Si l'on néglige les 43 usagers de véhicules attelés et les 19
cavaliers ou conducteurs d'animaux, la masse des victimes de la
route se répartissait entre les diverses catégories d'usagers
vulnérables : 1 888 motocyclistes, sans qu'il soit
possible de distinguer le scootériste de l’authentique motard, 648
cyclomotoristes, 1 322 cyclistes et 1 544 piétons. Le
fait qu'ils aient majoritairement été victimes d'accidents
impliquant des véhicules carrossés n'a, en l'espèce, pas
d'importance.
Parmi les multiples causes de la baisse d'une mortalité routière
qui, en France métropolitaine, s'est stabilisée autour de 3 300 décès annuels depuis 2013, la diminution de la part des usagers vulnérables n'est jamais prise en compte.
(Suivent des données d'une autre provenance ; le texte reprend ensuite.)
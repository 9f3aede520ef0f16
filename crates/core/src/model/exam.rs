use chrono::{DateTime, Utc};
use serde::{Deserialize, Serialize};
use thiserror::Error;

#[derive(Debug, Error, Clone, PartialEq, Eq)]
#[non_exhaustive]
pub enum ExamStateError {
    #[error("an exam needs at least one question")]
    NoQuestions,

    #[error("question index {index} out of range for {len} questions")]
    IndexOutOfRange { index: usize, len: usize },

    #[error("already at the last question")]
    AtLastQuestion,
}

/// Structured lesson generated for one answered question. All fields are
/// Markdown text.
#[derive(Debug, Clone, PartialEq, Eq, Serialize, Deserialize)]
pub struct LessonData {
    pub explanation: String,
    pub key_concepts: Vec<String>,
    pub example: String,
    pub summary: String,
}

/// One exam question and everything the user produced for it so far.
///
/// `answer`, `scoring`, `comment` and `lesson` are filled progressively as the
/// user completes each step, never out of order.
#[derive(Debug, Clone, PartialEq, Serialize, Deserialize)]
pub struct ExamQuestion {
    pub question_number: u32,
    pub technology: String,
    pub level: u8,
    pub question: String,
    #[serde(default)]
    pub answer: Option<String>,
    #[serde(default)]
    pub scoring: Option<u8>,
    #[serde(default)]
    pub comment: Option<String>,
    #[serde(default)]
    pub lesson: Option<LessonData>,
}

#[derive(Debug, Clone, PartialEq, Serialize, Deserialize)]
#[serde(rename_all = "camelCase")]
pub struct ExamMetadata {
    pub timestamp: DateTime<Utc>,
    pub total_questions: usize,
}

/// The full state of one in-progress exam.
///
/// Owned by the exam runner for the duration of one exam, persisted on every
/// mutation, discarded on completion or abandonment. The question list is
/// fixed-length once created; only per-question result fields and the current
/// index mutate. Serialized camelCase so persisted payloads match the
/// original client.
#[derive(Debug, Clone, PartialEq, Serialize, Deserialize)]
#[serde(rename_all = "camelCase")]
pub struct ExamState {
    pub questions: Vec<ExamQuestion>,
    pub current_question_index: usize,
    pub metadata: ExamMetadata,
}

impl ExamState {
    /// Builds the state for a fresh exam positioned at the first question.
    ///
    /// # Errors
    ///
    /// Returns `ExamStateError::NoQuestions` for an empty question list.
    pub fn new(questions: Vec<ExamQuestion>, now: DateTime<Utc>) -> Result<Self, ExamStateError> {
        if questions.is_empty() {
            return Err(ExamStateError::NoQuestions);
        }
        let total_questions = questions.len();
        Ok(Self {
            questions,
            current_question_index: 0,
            metadata: ExamMetadata {
                timestamp: now,
                total_questions,
            },
        })
    }

    /// Checks the index invariant after restoring from storage.
    ///
    /// # Errors
    ///
    /// Returns `ExamStateError` if the restored payload violates it.
    pub fn validate(&self) -> Result<(), ExamStateError> {
        if self.questions.is_empty() {
            return Err(ExamStateError::NoQuestions);
        }
        if self.current_question_index >= self.questions.len() {
            return Err(ExamStateError::IndexOutOfRange {
                index: self.current_question_index,
                len: self.questions.len(),
            });
        }
        Ok(())
    }

    #[must_use]
    pub fn total_questions(&self) -> usize {
        self.questions.len()
    }

    #[must_use]
    pub fn current_question(&self) -> &ExamQuestion {
        &self.questions[self.current_question_index]
    }

    #[must_use]
    pub fn is_last_question(&self) -> bool {
        self.current_question_index + 1 == self.questions.len()
    }

    /// Moves to the next question.
    ///
    /// # Errors
    ///
    /// Returns `ExamStateError::AtLastQuestion` when there is no next question;
    /// callers decide completion via [`Self::is_last_question`] first.
    pub fn advance(&mut self) -> Result<(), ExamStateError> {
        if self.is_last_question() {
            return Err(ExamStateError::AtLastQuestion);
        }
        self.current_question_index += 1;
        Ok(())
    }

    /// Records the graded answer on the current question.
    pub fn record_result(&mut self, answer: String, scoring: u8, comment: String) {
        let question = &mut self.questions[self.current_question_index];
        question.answer = Some(answer);
        question.scoring = Some(scoring);
        question.comment = Some(comment);
    }

    /// Records the generated lesson on the current question.
    pub fn record_lesson(&mut self, lesson: LessonData) {
        self.questions[self.current_question_index].lesson = Some(lesson);
    }
}

#[cfg(test)]
mod tests {
    use super::*;
    use crate::time::fixed_now;

    fn question(number: u32) -> ExamQuestion {
        ExamQuestion {
            question_number: number,
            technology: "Python".into(),
            level: 2,
            question: format!("Question {number}?"),
            answer: None,
            scoring: None,
            comment: None,
            lesson: None,
        }
    }

    #[test]
    fn fresh_state_starts_at_first_question() {
        let state = ExamState::new(vec![question(1), question(2)], fixed_now()).unwrap();
        assert_eq!(state.current_question_index, 0);
        assert_eq!(state.metadata.total_questions, 2);
        assert!(!state.is_last_question());
    }

    #[test]
    fn empty_question_list_is_rejected() {
        assert_eq!(
            ExamState::new(Vec::new(), fixed_now()).unwrap_err(),
            ExamStateError::NoQuestions
        );
    }

    #[test]
    fn advance_stops_at_last_question() {
        let mut state = ExamState::new(vec![question(1), question(2)], fixed_now()).unwrap();
        state.advance().unwrap();
        assert!(state.is_last_question());
        assert_eq!(state.advance().unwrap_err(), ExamStateError::AtLastQuestion);
        assert_eq!(state.current_question_index, 1);
    }

    #[test]
    fn record_result_fills_current_question() {
        let mut state = ExamState::new(vec![question(1)], fixed_now()).unwrap();
        state.record_result("x".into(), 7, "ok".into());
        let current = state.current_question();
        assert_eq!(current.answer.as_deref(), Some("x"));
        assert_eq!(current.scoring, Some(7));
        assert_eq!(current.comment.as_deref(), Some("ok"));
        assert!(current.lesson.is_none());
    }

    #[test]
    fn validate_catches_out_of_range_index() {
        let mut state = ExamState::new(vec![question(1)], fixed_now()).unwrap();
        state.current_question_index = 3;
        assert_eq!(
            state.validate().unwrap_err(),
            ExamStateError::IndexOutOfRange { index: 3, len: 1 }
        );
    }

    #[test]
    fn persisted_payload_uses_camel_case() {
        let state = ExamState::new(vec![question(1)], fixed_now()).unwrap();
        let json = serde_json::to_value(&state).unwrap();
        assert_eq!(json["currentQuestionIndex"], 0);
        assert_eq!(json["metadata"]["totalQuestions"], 1);
        assert_eq!(json["questions"][0]["question_number"], 1);
    }
}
La disparition
de la Vespa avec la fin des années 1950, l'enrichissement de leurs
propriétaires leur permettant d'accéder à l'automobile, la
désaffection pour un vélo qui cessait d'être un mode de
déplacement efficace pour des ouvriers et employés logés de plus
en plus loin de leur lieu de travail et devenus utilisateurs de
transports publics lourds dans les grandes agglomérations qui en
sont pourvues, comptent au nombre des raisons cachées qui expliquent
cette baisse de la mortalité.
Au demeurant, on peut fort bien trouver ailleurs que dans des archives l'exemple d'un système de déplacement qui accorde une part essentielle aux usagers vulnérables. Les Pays-Bas, le royaume du vélo, sont tout indiqués pour ce faire. La mortalité routière y est stable depuis 2010, et les cyclistes représentent plus d'un tiers des décès, avec une part croissante. Et en 2020, plus de deux tiers des blessés hospitalisés étaient des cyclistes ; 83 % d'entre eux étaient victimes d’accidents n'impliquant pas de véhicules motorisés.
En d'autres termes, encourager le développement de l'usage du
vélo et poursuivre la chimère d'une route sûre, sans victimes
autres que légères, revient à se donner deux objectifs
mutuellement exclusifs, ce qui n'empêche nullement les
institutions européennes de les mener, de front. La vision zéro
implique de transformer les humains en êtres immortels et
invulnérables : en dieux, en somme.
Se fixer un but inaccessible mais de très long terme permet de
justifier paresseusement l'activité d'un complexe
législato-administratif et de tous ceux qui y prennent part en y
trouvant des rémunérations diverses et pas seulement pécuniaires,
des chercheurs aux militants, des politiques aux fonctionnaires,
des journalistes aux législateurs. Le zéro, phytosanitaire ou
accident mortel, production de gaz à effet de serre ou pollution
atmosphérique, virus ou matières grasses, bâtiment mal isolé ou
construit sur un terrain agricole, est devenu l'horizon par
définition indépassable, et contraignant, de toute politique
publique. Et qu'elles se dotent d'un terme lointain ne fait pas de
ces politiques des objets sans danger, ne serait-ce que parce que,
trivialement, on se rapproche en permanence de l'échéance prévue.
Quand celle-ci se profile et dévoile, comme par exemple avec les
zones à faibles émissions, l'ampleur de conséquences pourtant prévues dès le départ,
il ne reste qu'à capituler le plus discrètement possible. On
souhaiterait ardemment retrouver un peu de pragmatisme, et de bon
sens ; mais, à l'échelon national comme européen, la
représentation des citoyens a perdu tout intérêt pour la réalité,
et se satisfait pleinement de gérer l'imaginaire.